Oui, le garçon nu n'a plus la nuque raide, il ne regarde plus au ciel, il regarde vraiment avec affection son doigt un peu tordu un peu dévié avec la grosse cicatrice qui fait des bulles et des cloques, et il est ému. Non il ne regarde plus au ciel, il regarde son doigt écrasé, comme il regardait les pavés merveilleux à Naples, comme il regardait l'image perdue dans le sous-voie, comme il pleurait en regardant l'herbe si douce de l'Agneau mystique à Gand. Enfin le réel. Le contact. Le contact doux ou le contact dur, on s'en fout d'ailleurs. La souffrance n'est rien du tout. Ce qui est mortel c'est l'absence.
Peut-être faudrait-il , plutôt que de l'absence, parler de toutes ces choses qui nous paraissent si confortables dans les événements, de toutes ces habiletés un peu lâches de la vie sociale qui réussissent à effacer ce qui est désagréable.

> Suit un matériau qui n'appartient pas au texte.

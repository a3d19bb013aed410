//! Most-recent-location selection.
//!
//! Fixes are never cached: every call re-enumerates the enabled sources and
//! re-reads their last-known fixes. A source that fails to enumerate or to
//! answer is skipped, not fatal.

use tracing::{debug, warn};

use dc_common::LocationFix;

use crate::platform::Platform;

/// Select the most recent fix across all enabled location sources.
///
/// Returns `None` immediately, without touching any source, when listening
/// is disabled or the location permission is missing. Among the fixes that
/// could be fetched, the one with the strictly greatest timestamp wins; on
/// equal timestamps the first one seen is kept.
pub fn most_recent_fix(platform: &dyn Platform, listening: bool) -> Option<LocationFix> {
    if !listening {
        return None;
    }
    if !platform.has_location_permission() {
        debug!("location permission not granted");
        return None;
    }

    // A device without location services is a normal state.
    let sources = platform.location_sources()?;

    // The source registry can run out of process; a failed enumeration is
    // treated as an empty list.
    let names = match sources.enabled_sources() {
        Ok(names) => names,
        Err(err) => {
            warn!(error = %err, "failed to enumerate location sources");
            return None;
        }
    };

    let mut best: Option<LocationFix> = None;
    for name in names {
        let fix = match sources.last_known_fix(&name) {
            Ok(Some(fix)) => fix,
            Ok(None) => continue,
            Err(err) => {
                warn!(source = %name, error = %err, "failed to read last known fix");
                continue;
            }
        };
        match &best {
            Some(current) if fix.timestamp <= current.timestamp => {}
            _ => best = Some(fix),
        }
    }
    best
}

#[cfg(test)]
mod tests {
    use super::*;
    use crate::mock_platform::{MockLocationSources, MockPlatform};
    use chrono::{TimeZone, Utc};
    use proptest::prelude::*;

    fn fix(source: &str, ts_secs: i64) -> LocationFix {
        LocationFix {
            latitude: 37.42,
            longitude: -122.08,
            source: source.to_string(),
            timestamp: Utc.timestamp_opt(ts_secs, 0).unwrap(),
        }
    }

    #[test]
    fn test_selects_greatest_timestamp() {
        let platform = MockPlatform::builder()
            .location_sources(
                MockLocationSources::new()
                    .with_fix(fix("network", 100))
                    .with_fix(fix("gps", 300))
                    .with_fix(fix("passive", 200)),
            )
            .build();
        let best = most_recent_fix(&platform, true).unwrap();
        assert_eq!(best.source, "gps");
        assert_eq!(best.timestamp, Utc.timestamp_opt(300, 0).unwrap());
    }

    #[test]
    fn test_tie_keeps_first_seen() {
        let platform = MockPlatform::builder()
            .location_sources(
                MockLocationSources::new()
                    .with_fix(fix("network", 300))
                    .with_fix(fix("gps", 300)),
            )
            .build();
        assert_eq!(most_recent_fix(&platform, true).unwrap().source, "network");
    }

    #[test]
    fn test_empty_fix_set_is_absent() {
        let platform = MockPlatform::builder()
            .location_sources(MockLocationSources::new())
            .build();
        assert_eq!(most_recent_fix(&platform, true), None);
    }

    #[test]
    fn test_listening_gate_short_circuits() {
        let sources = MockLocationSources::new().with_fix(fix("gps", 100));
        let platform = MockPlatform::builder().location_sources(sources).build();
        assert_eq!(most_recent_fix(&platform, false), None);
        assert_eq!(platform.location_source_calls(), 0);
    }

    #[test]
    fn test_permission_gate_short_circuits() {
        let platform = MockPlatform::builder()
            .location_sources(MockLocationSources::new().with_fix(fix("gps", 100)))
            .location_permission(false)
            .build();
        assert_eq!(most_recent_fix(&platform, true), None);
        assert_eq!(platform.location_source_calls(), 0);
    }

    #[test]
    fn test_no_location_service() {
        let platform = MockPlatform::builder().build();
        assert_eq!(most_recent_fix(&platform, true), None);
    }

    #[test]
    fn test_enumeration_failure_is_absent() {
        let platform = MockPlatform::builder()
            .location_sources(
                MockLocationSources::new()
                    .with_fix(fix("gps", 100))
                    .failing_enumeration(),
            )
            .build();
        assert_eq!(most_recent_fix(&platform, true), None);
    }

    #[test]
    fn test_failing_source_is_skipped() {
        let platform = MockPlatform::builder()
            .location_sources(
                MockLocationSources::new()
                    .with_failing_source("gps")
                    .with_fix(fix("network", 50)),
            )
            .build();
        assert_eq!(most_recent_fix(&platform, true).unwrap().source, "network");
    }

    proptest! {
        #[test]
        fn prop_selected_fix_has_max_timestamp(ts in proptest::collection::vec(0i64..1_000_000, 1..16)) {
            let mut sources = MockLocationSources::new();
            for (i, secs) in ts.iter().enumerate() {
                sources = sources.with_fix(fix(&format!("src-{i}"), *secs));
            }
            let platform = MockPlatform::builder().location_sources(sources).build();
            let best = most_recent_fix(&platform, true).unwrap();
            let max = ts.iter().copied().max().unwrap();
            prop_assert_eq!(best.timestamp, Utc.timestamp_opt(max, 0).unwrap());
        }
    }
}
//! Device Context attribute resolution engine.
//!
//! This library resolves a snapshot of host-device attributes for an
//! instrumentation client:
//! - One-time lazy snapshot computation with cached reads
//! - Multi-source country fallback chain (geocode, network, locale)
//! - Optional vendor service probing without a hard dependency
//! - Most-recent-location selection across enabled sources
//!
//! The host application implements the [`platform::Platform`] collaborator
//! traits over its system services; the engine owns all resolution policy
//! and failure handling. See [`context::DeviceContext`] for the public
//! surface.

pub mod advertising;
pub mod capability;
pub mod config;
pub mod context;
pub mod country;
pub mod location;
pub mod logging;
pub mod platform;

// Re-export mock collaborators for integration tests
#[cfg(any(test, feature = "test-utils"))]
pub mod mock_platform;

pub use config::ContextConfig;
pub use context::DeviceContext;
pub use dc_common::{AdvertisingIdentity, DeviceSnapshot, LocationFix};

Le doigt écrabouillé qui reprend vie lentement, ça donne au garçon nu la force et la joie d'exister, et même de participer, et il comprend que la chose qui s'écrabouille, que la chose qui ne marche pas comme ça devrait, ça te fait un cadeau extraordinaire ! Ce cadeau c'est que tu cesses de te croire un corps particulier, qui mériterait des égards, une 'personne' très réussie, comme une entreprise cotée en bourse, et que grâce à ce doigt flingué justement, tu ne vas pas continuer de vivre dans une petite tour d'ivoire bon marché en plastique qui te permettrait de regarder autour de toi et de juger les autres, non tu n'es qu'un corps parmi les autres, n'importe lequel sur la planète, tu n'es pas plus, tu essayes de te débrouiller, tu survis, si tu rigoles de temps à autre tant mieux, mais les doigts écrasés et les trains qui foirent, c'est ça qui te donne la force du réel, tu n'es ni un Dieu ni un roi ni à roitelet ni un arriviste arrivé, tu es juste toi-même. Sans grande importance, sauf pour quelques amis si tu as la chance d'en avoir.